The idea for the Describing Words engine came when I was building the engine for Related Words (it's like a thesaurus, but gives you a much broader set of related words, rather than just synonyms). While playing around with word vectors and the "HasProperty" API of conceptnet, I had a bit of fun trying to get the adjectives which commonly describe a word. Eventually I realised that there's a much better way of doing this: parse books!

Project Gutenberg was the initial corpus, but the parser got greedier and greedier and I ended up feeding it somewhere around 100 gigabytes of text files - mostly fiction, including many contemporary works. The parser simply looks through each book and pulls out the various descriptions of nouns.

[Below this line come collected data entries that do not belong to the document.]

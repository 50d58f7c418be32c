// Infrastructure layer - External dependencies and adapters
pub mod chunked_json;
pub mod config;
pub mod csv_repository;
pub mod json_response;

Hopefully it's more than just a novelty and some people will actually find it useful for their writing and brainstorming, but one neat little thing to try is to compare two nouns which are similar, but different in some significant way - for example, gender is interesting: "woman" versus "man" and "boy" versus "girl". On an inital quick analysis it seems that authors of fiction are at least 4x more likely to describe women (as opposed to men) with beauty-related terms (regarding their weight, features and general attractiveness). In fact, "beautiful" is possibly the most widely used adjective for women in all of the world's literature, which is quite in line with the general unidimensional representation of women in many other media forms. If anyone wants to do further research into this, let me know and I can give you a lot more data (for example, there are about 25000 different entries for "woman" - too many to show here).

The blueness of the results represents their relative frequency. You can hover over an item for a second and the frequency score should pop up. The "uniqueness" sorting is default, and thanks to my Complicated Algorithm™, it orders them by the adjectives' uniqueness to that particular noun relative to other nouns (it's actually pretty simple). As you'd expect, you can click the "Sort By Usage Frequency" button to adjectives by their usage frequency for that noun.

Special thanks to the contributors of the open-source mongodb which was used in this project.